Can you return the records below exactly as they stand, but only from the first line through the one with "pub struct AppConfig"?
____
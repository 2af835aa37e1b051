//! Application facade tying the dispatcher, stores, getters and snapshots together.

use crate::dispatcher::{Callback, Dispatcher};
use crate::error::{FluxError, Result};
use crate::events::Destroyable;
use crate::getter::{ComputeFn, Getter};
use crate::graph::DependencyGraph;
use crate::state::{self, StateTable};
use crate::storage::{MemoryStorage, SnapshotStorage};
use crate::store::{Store, StoreDefinition, WaitTarget};
use crate::subscriptions::{
    SubscriptionConfig, SubscriptionHandle, SubscriptionId, SubscriptionManager,
};
use crate::types::{Action, DispatchToken, Evaluation, NodeKey, SnapshotRecord};
use crate::value::Immutable;
use indexmap::IndexMap;
use parking_lot::RwLock;
use serde_json::{Map, Value};
use std::collections::HashSet;
use std::sync::atomic::{AtomicU64, Ordering};
use std::sync::{Arc, Weak};

/// Storage key of the snapshot record.
pub const DEFAULT_SNAPSHOT_KEY: &str = "lastSnapshot";

/// Builds an action from a payload.
pub type ActionCreator = Arc<dyn Fn(Value) -> Action + Send + Sync>;

/// Application configuration.
#[derive(Clone, Debug)]
pub struct AppConfig {
    /// Log every dispatched action and its payload at debug level.
    pub debug: bool,

    /// Key under which the snapshot record is persisted.
    pub snapshot_key: String,
}

impl Default for AppConfig {
    fn default() -> Self {
        Self {
            debug: false,
            snapshot_key: DEFAULT_SNAPSHOT_KEY.to_string(),
        }
    }
}

/// State shared by the facade and, through weak handles, its stores and getters.
pub(crate) struct Core {
    pub(crate) config: AppConfig,
    pub(crate) state: StateTable,
    pub(crate) dispatcher: Dispatcher,
    pub(crate) graph: DependencyGraph,
    pub(crate) feed: SubscriptionManager,
    stores: RwLock<IndexMap<String, Arc<Store>>>,
    getters: RwLock<IndexMap<String, Arc<Getter>>>,
    actions: RwLock<IndexMap<String, ActionCreator>>,
    action_types: RwLock<IndexMap<String, String>>,
    storage: Arc<dyn SnapshotStorage>,
    next_store_id: AtomicU64,
}

impl Core {
    pub(crate) fn store(&self, id: &str) -> Option<Arc<Store>> {
        self.stores.read().get(id).cloned()
    }

    pub(crate) fn getter(&self, id: &str) -> Option<Arc<Getter>> {
        self.getters.read().get(id).cloned()
    }

    /// Registry entries, keyed by the id each store was registered under.
    fn registered_stores(&self) -> Vec<(String, Arc<Store>)> {
        self.stores
            .read()
            .iter()
            .map(|(id, store)| (id.clone(), Arc::clone(store)))
            .collect()
    }

    fn is_in_registry(&self, store: &Arc<Store>) -> bool {
        self.stores.read().values().any(|s| Arc::ptr_eq(s, store))
    }

    pub(crate) fn dispatch(&self, action: Action) -> Result<()> {
        if self.config.debug {
            tracing::debug!(
                "Dispatching action: {} with payload of {}",
                action.action_type,
                action.data
            );
        }

        let action_type = action.action_type.clone();
        self.dispatcher.dispatch(action)?;
        self.feed.broadcast_action(&action_type);
        Ok(())
    }

    pub(crate) fn resolve_wait_targets<I>(&self, targets: I) -> Result<Vec<DispatchToken>>
    where
        I: IntoIterator,
        I::Item: Into<WaitTarget>,
    {
        let tokens = targets
            .into_iter()
            .map(|target| match target.into() {
                WaitTarget::Token(token) => Ok(token),
                WaitTarget::Store(id) => self
                    .store(&id)
                    .and_then(|s| s.dispatch_token())
                    .ok_or(FluxError::StoreNotRegistered(id)),
            })
            .collect::<Result<Vec<_>>>()?;

        if tokens.is_empty() {
            return Err(FluxError::InvalidOperation(
                "wait_for called without any stores".into(),
            ));
        }
        Ok(tokens)
    }

    /// Refresh every getter downstream of `from`, upstream getters first.
    /// A getter refreshes only if one of its own dependencies changed.
    pub(crate) fn propagate(&self, from: NodeKey) -> Result<()> {
        let order = self.graph.propagation_order(&from);
        if order.is_empty() {
            return Ok(());
        }

        let mut changed = HashSet::new();
        changed.insert(from);

        for id in order {
            let Some(getter) = self.getter(&id) else {
                continue;
            };
            if !getter.dependency_keys().iter().any(|k| changed.contains(k)) {
                continue;
            }

            if getter.refresh()? {
                let node = NodeKey::getter(id);
                self.feed.broadcast_state_changed(&node);
                changed.insert(node);
            }
        }

        Ok(())
    }

    /// Apply plain values to stores whose slice differs by deep equality.
    /// Every key is validated before anything is applied.
    fn bulk_set(&self, desired: Map<String, Value>) -> Result<Vec<String>> {
        let stores = desired
            .keys()
            .map(|id| match self.store(id) {
                Some(store) => Ok((id.clone(), store)),
                None => Err(FluxError::StoreNotFound(id.clone())),
            })
            .collect::<Result<IndexMap<String, Arc<Store>>>>()?;

        let changes = state::diff_against(&self.state, &desired);
        let mut applied = Vec::with_capacity(changes.len());

        for (id, value) in changes {
            if let Some(store) = stores.get(&id) {
                store.commit(self, &id, Immutable::new(value))?;
                applied.push(id);
            }
        }

        Ok(applied)
    }

    /// Put a store back to a fresh initial value if its slice differs.
    fn reset_store(&self, id: &str, store: &Store) -> Result<bool> {
        let initial = store.initial_value();
        match self.state.get(id) {
            Some(current) if current == initial => Ok(false),
            _ => {
                store.commit(self, id, initial)?;
                Ok(true)
            }
        }
    }
}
____
- **Response to this task**
repository 2af835aa37e1b051
//! Application facade tying the dispatcher, stores, getters and snapshots together.

use crate::dispatcher::{Callback, Dispatcher};
use crate::error::{FluxError, Result};
use crate::events::Destroyable;
use crate::getter::{ComputeFn, Getter};
use crate::graph::DependencyGraph;
use crate::state::{self, StateTable};
use crate::storage::{MemoryStorage, SnapshotStorage};
use crate::store::{Store, StoreDefinition, WaitTarget};
use crate::subscriptions::{
    SubscriptionConfig, SubscriptionHandle, SubscriptionId, SubscriptionManager,
};
use crate::types::{Action, DispatchToken, Evaluation, NodeKey, SnapshotRecord};
use crate::value::Immutable;
use indexmap::IndexMap;
use parking_lot::RwLock;
use serde_json::{Map, Value};
use std::collections::HashSet;
use std::sync::atomic::{AtomicU64, Ordering};
use std::sync::{Arc, Weak};

/// Storage key of the snapshot record.
pub const DEFAULT_SNAPSHOT_KEY: &str = "lastSnapshot";

/// Builds an action from a payload.
pub type ActionCreator = Arc<dyn Fn(Value) -> Action + Send + Sync>;

/// Application configuration.
#[derive(Clone, Debug)]
pub struct AppConfig {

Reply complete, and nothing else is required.